His comment reminded her of the conversation she had overheard between Carl and Donna in the hallway earlier. She wondered again how Jackson would react if it turned out that he was adopted. Would Jackson understand, as she had come to see during her years as a social worker, that Carl was no less his father even if it had been love, rather than biology, that had bestowed that title upon him?
Or maybe she had completely misinterpreted what she’d heard. She’d never been a particularly skilled eavesdropper, had never wanted to be. And even if her guess had been right, that was between Jackson and his parents. Now that Tyler had been diagnosed and was being treated, she couldn’t see how Jackson’s genetic history mattered at the moment.

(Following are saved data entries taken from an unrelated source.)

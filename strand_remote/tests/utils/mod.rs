#![allow(dead_code)]

use async_trait::async_trait;
use bytes::BytesMut;
use std::{
    sync::{
        atomic::{AtomicUsize, Ordering},
        Arc,
    },
    time::Duration,
};
use strand_network::{
    http::{Code, RequestHead},
    Socket,
};
use strand_remote::*;
use tokio::{
    io::{duplex, AsyncReadExt, AsyncWriteExt, DuplexStream},
    time::timeout,
};

pub const WAIT: Duration = Duration::from_secs(5);

/// Builds the raw response to one request
pub type Handler = Arc<dyn Fn(&RequestHead, &[u8]) -> Vec<u8> + Send + Sync>;

/// A complete response with a `Content-Length`
pub fn respond(code: u16, content: &str) -> Vec<u8> {
    format!(
        "HTTP/1.1 {}\r\nContent-Length: {}\r\n\r\n{}",
        Code(code),
        content.len(),
        content
    )
    .into_bytes()
}

/// Answers every request with its own path, or a 404 for `/missing`
pub fn paths() -> Handler {
    Arc::new(|head, _| match head.path.as_str() {
        "/missing" => respond(404, "nope"),
        path => respond(200, path),
    })
}

/// Answers every request with the length of its content
pub fn lengths() -> Handler {
    Arc::new(|_, content| respond(200, &content.len().to_string()))
}

pub fn fixed(response: &'static [u8]) -> Handler {
    Arc::new(move |_, _| response.to_vec())
}

/// Hands out in-memory connections to a scripted server
pub struct DuplexConnector {
    handler: Handler,
    buffer: usize,
    trickle: usize,
    silent_first: usize,
    refuse: bool,
    connects: Arc<AtomicUsize>,
}

impl DuplexConnector {
    pub fn new(handler: Handler) -> Self {
        Self {
            handler,
            buffer: 64 * 1024,
            trickle: 0,
            silent_first: 0,
            refuse: false,
            connects: Arc::new(AtomicUsize::new(0)),
        }
    }

    /// A server that accepts and never reads or answers
    pub fn silent() -> Self {
        Self::new(paths()).silent_first(usize::MAX)
    }

    pub fn refusing() -> Self {
        Self {
            refuse: true,
            ..Self::new(paths())
        }
    }

    /// Capacity of each direction of a connection
    pub fn buffer(mut self, buffer: usize) -> Self {
        self.buffer = buffer;
        self
    }

    /// Write responses `n` bytes at a time
    pub fn trickle(mut self, n: usize) -> Self {
        self.trickle = n;
        self
    }

    /// The first `n` connections are silent
    pub fn silent_first(mut self, n: usize) -> Self {
        self.silent_first = n;
        self
    }

    /// Connection attempts so far
    pub fn connects(&self) -> Arc<AtomicUsize> {
        Arc::clone(&self.connects)
    }
}

#[async_trait]
impl Connector for DuplexConnector {
    async fn connect(&self, target: &HostPort, _timeout: Duration) -> Result<Socket, RemoteError> {
        let n = self.connects.fetch_add(1, Ordering::SeqCst);
        if self.refuse {
            return Err(RemoteError::Unavailable(format!("{} refused", target)));
        }

        let (ours, theirs) = duplex(self.buffer);
        if n < self.silent_first {
            tokio::spawn(hold(theirs));
        } else {
            tokio::spawn(serve(theirs, Arc::clone(&self.handler), self.trickle));
        }
        Ok(Socket::with_label(ours, target.to_string()))
    }
}

async fn hold(stream: DuplexStream) {
    std::future::pending::<()>().await;
    drop(stream);
}

async fn serve(mut stream: DuplexStream, handler: Handler, trickle: usize) {
    let mut buf = BytesMut::new();

    loop {
        let head = loop {
            match RequestHead::parse(&buf[..]) {
                Ok(Some(head)) => break head,
                Ok(None) => (),
                Err(_) => return,
            }
            if stream.read_buf(&mut buf).await.unwrap_or(0) == 0 {
                return;
            }
        };
        let _ = buf.split_to(head.head_len);

        while buf.len() < head.content_length {
            if stream.read_buf(&mut buf).await.unwrap_or(0) == 0 {
                return;
            }
        }
        let content = buf.split_to(head.content_length);

        let response = handler(&head, &content);
        let piece = if trickle == 0 { response.len().max(1) } else { trickle };
        for part in response.chunks(piece) {
            if stream.write_all(part).await.is_err() {
                return;
            }
            if trickle > 0 {
                tokio::time::sleep(Duration::from_millis(1)).await;
            }
        }

        let closing = String::from_utf8_lossy(&response)
            .to_ascii_lowercase()
            .contains("connection: close");
        if closing || !head.keep_alive() {
            let _ = stream.shutdown().await;
            return;
        }
    }
}

pub fn target() -> HostPort {
    HostPort::new("remote.test", 8448)
}

/// One link, one request at a time
pub fn quick_config() -> RemoteConfig {
    RemoteConfig {
        link_max: 1,
        pipeline_max: 1,
        connect_timeout: Duration::from_secs(1),
        link_idle_timeout: Duration::from_secs(30),
        ..RemoteConfig::default()
    }
}

/// A remote and the count of connections it has opened
pub fn remote(conf: RemoteConfig, connector: DuplexConnector) -> (Remote, Arc<AtomicUsize>) {
    let connects = connector.connects();
    (Remote::with_connector(conf, connector), connects)
}

pub fn submit(remote: &Remote, path: &str) -> Request {
    let mut request = Request::get(target(), path).with_opts(remote.opts());
    remote.submit(&mut request);
    request
}

pub async fn outcome(request: &mut Request) -> Result<Response, RemoteError> {
    timeout(WAIT, request.response())
        .await
        .expect("timed out waiting for a response")
}

/// Poll `check` until it holds
pub async fn eventually(mut check: impl FnMut() -> bool) {
    timeout(WAIT, async {
        while !check() {
            tokio::time::sleep(Duration::from_millis(5)).await;
        }
    })
    .await
    .expect("condition never became true");
}
use super::{launch, TaskHandle};
use crate::{invariant_violation, TaskError};

use parking_lot::Mutex;
use std::{
    future::Future,
    ops::{Deref, DerefMut},
    sync::{
        atomic::{AtomicUsize, Ordering},
        Arc,
    },
};
use tokio::sync::{OwnedSemaphorePermit, Semaphore};

/// Bounded fan-out over many independent items.
///
/// A fixed number of reusable worker slots is allocated up front; each
/// submitted item borrows one for the duration of its task and gives it back
/// when done. Submitting while every slot is busy suspends the submitter, so
/// memory and concurrency stay bounded whatever the batch size.
pub struct Concurrent<S> {
    name: Arc<str>,
    width: usize,
    free: Arc<Mutex<Vec<S>>>,
    permits: Arc<Semaphore>,
    active: Arc<AtomicUsize>,
    peak: Arc<AtomicUsize>,
    submitted: usize,
    running: Vec<TaskHandle>,
    /// First failure among items already reaped
    failure: Option<TaskError>,
}

/// A worker slot, lent to one item's task
pub struct Slot<S> {
    value: Option<S>,
    free: Arc<Mutex<Vec<S>>>,
    active: Arc<AtomicUsize>,
    _permit: OwnedSemaphorePermit,
}

impl<S> Deref for Slot<S> {
    type Target = S;

    fn deref(&self) -> &S {
        match &self.value {
            Some(v) => v,
            None => unreachable!("slot value is only taken on drop"),
        }
    }
}

impl<S> DerefMut for Slot<S> {
    fn deref_mut(&mut self) -> &mut S {
        match &mut self.value {
            Some(v) => v,
            None => unreachable!("slot value is only taken on drop"),
        }
    }
}

impl<S> Drop for Slot<S> {
    fn drop(&mut self) {
        if let Some(value) = self.value.take() {
            self.free.lock().push(value);
        }
        self.active.fetch_sub(1, Ordering::AcqRel);
    }
}

impl<S: Default + Send + 'static> Concurrent<S> {
    pub fn new(name: impl Into<String>, width: usize) -> Self {
        let width = width.max(1);
        Self {
            name: Arc::from(name.into()),
            width,
            free: Arc::new(Mutex::new((0..width).map(|_| S::default()).collect())),
            permits: Arc::new(Semaphore::new(width)),
            active: Arc::new(AtomicUsize::new(0)),
            peak: Arc::new(AtomicUsize::new(0)),
            submitted: 0,
            running: Vec::new(),
            failure: None,
        }
    }

    pub fn width(&self) -> usize {
        self.width
    }

    /// Items running right now
    pub fn active(&self) -> usize {
        self.active.load(Ordering::Acquire)
    }

    /// The most items that have ever run at once
    pub fn peak(&self) -> usize {
        self.peak.load(Ordering::Acquire)
    }

    /// Start `f` on a free slot, waiting for one if necessary.
    pub async fn submit<F, Fut>(&mut self, f: F) -> Result<(), TaskError>
    where
        F: FnOnce(Slot<S>) -> Fut,
        Fut: Future<Output = anyhow::Result<()>> + Send + 'static,
    {
        let permit = Arc::clone(&self.permits)
            .acquire_owned()
            .await
            .map_err(|_| TaskError::Shutdown)?;

        let value = match self.free.lock().pop() {
            Some(value) => value,
            None => {
                invariant_violation("fan-out permit granted with no free slot");
                S::default()
            }
        };

        let now = self.active.fetch_add(1, Ordering::AcqRel) + 1;
        self.peak.fetch_max(now, Ordering::AcqRel);

        let slot = Slot {
            value: Some(value),
            free: Arc::clone(&self.free),
            active: Arc::clone(&self.active),
            _permit: permit,
        };
        let body = f(slot);

        self.reap().await;
        self.running
            .push(launch(Arc::clone(&self.name), None, (), move |_ctx| body));

        self.submitted += 1;
        if self.submitted % self.width == 0 {
            tokio::task::yield_now().await;
        }
        Ok(())
    }

    /// Join the items that have finished, keeping the first failure
    async fn reap(&mut self) {
        let (finished, running) = self
            .running
            .drain(..)
            .partition::<Vec<_>, _>(|handle| handle.is_finished());
        self.running = running;

        for handle in finished {
            if let Err(e) = handle.join().await {
                self.failure.get_or_insert(e);
            }
        }
    }

    /// Wait for everything submitted so far. Returns the first failure, if any;
    /// every failure has been reported individually.
    pub async fn wait_done(&mut self) -> Result<(), TaskError> {
        let mut result = match self.failure.take() {
            Some(e) => Err(e),
            None => Ok(()),
        };
        for handle in self.running.drain(..) {
            if let Err(e) = handle.join().await {
                if result.is_ok() {
                    result = Err(e);
                }
            }
        }
        result
    }
}

#[cfg(test)]
mod tests {
    use super::*;
    use pretty_assertions::assert_eq;
    use std::time::Duration;

    #[tokio::test(flavor = "multi_thread", worker_threads = 4)]
    async fn bounded_fan_out_accounts_for_every_item() {
        let results = Arc::new(tokio::sync::Mutex::new(Vec::new()));
        let mut fanout = Concurrent::<Vec<u64>>::new("fanout", 64);

        for item in 0..200u64 {
            let results = Arc::clone(&results);
            fanout
                .submit(move |mut scratch| async move {
                    scratch.clear();
                    scratch.push(item * 2);
                    tokio::time::sleep(Duration::from_millis(2)).await;
                    results.lock().await.extend(scratch.drain(..));
                    Ok(())
                })
                .await
                .unwrap();
            assert!(fanout.active() <= 64);
        }
        fanout.wait_done().await.unwrap();

        let mut results = results.lock().await.clone();
        results.sort_unstable();
        assert_eq!(results, (0..200u64).map(|i| i * 2).collect::<Vec<_>>());
        assert!(fanout.peak() <= 64);
        assert!(fanout.peak() > 1);
        assert_eq!(fanout.active(), 0);
    }

    #[tokio::test]
    async fn failures_surface_from_wait_done() {
        let mut fanout = Concurrent::<()>::new("failing", 2);

        fanout.submit(|_slot| async { Ok(()) }).await.unwrap();
        fanout
            .submit(|_slot| async { Err(anyhow::anyhow!("lookup failed")) })
            .await
            .unwrap();

        assert!(matches!(
            fanout.wait_done().await,
            Err(TaskError::Failed(_))
        ));
    }

    #[tokio::test]
    async fn early_failures_are_kept() {
        let mut fanout = Concurrent::<()>::new("early", 2);

        fanout
            .submit(|_slot| async { Err(anyhow::anyhow!("lookup failed")) })
            .await
            .unwrap();
        tokio::time::sleep(Duration::from_millis(20)).await;

        // Later submissions reap the failed item
        for _ in 0..4 {
            fanout.submit(|_slot| async { Ok(()) }).await.unwrap();
        }

        assert!(matches!(
            fanout.wait_done().await,
            Err(TaskError::Failed(_))
        ));
        assert_eq!(fanout.wait_done().await, Ok(()));
    }
}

“You’d probably better head home and try to get some sleep,” she told him, changing the subject. “Tomorrow’s going to be a trying day and it will start early.”
“I thought maybe I’d stay here tonight. I know they only want one parent to stay in
the room all night, but there are recliners in the waiting room.”
“There’s no need for you to do that. You won’t be able to sleep well here, and you’ll want to be rested tomorrow.”
“What makes you think I’ll sleep any better at home?” He turned his head to look at the child on the bed. “I can’t imagine sleeping a wink tonight.”
“Still—”
“Laurel.” He frowned, his voice losing the gentle tone with which he had awakened her. “The decision is mine to make.”
She locked her hands in her lap. “Of course.”
For just a moment the invisible wall between them had lowered. Now it was back. She couldn’t for the life of her decide which of them kept rebuilding it—though she suspected it was a joint project.
He covered her hands with one of his, his work-toughened palm pleasantly rough against her softer skin. “Don’t close me out of this, Laurel. He’s my son. We’re a family. We need to be together in this.”
After a moment, she turned her hand so that their fingers linked. “I’m not trying to close you out. If it makes you feel better, you should stay. I simply wanted you to get some rest, for your sake.”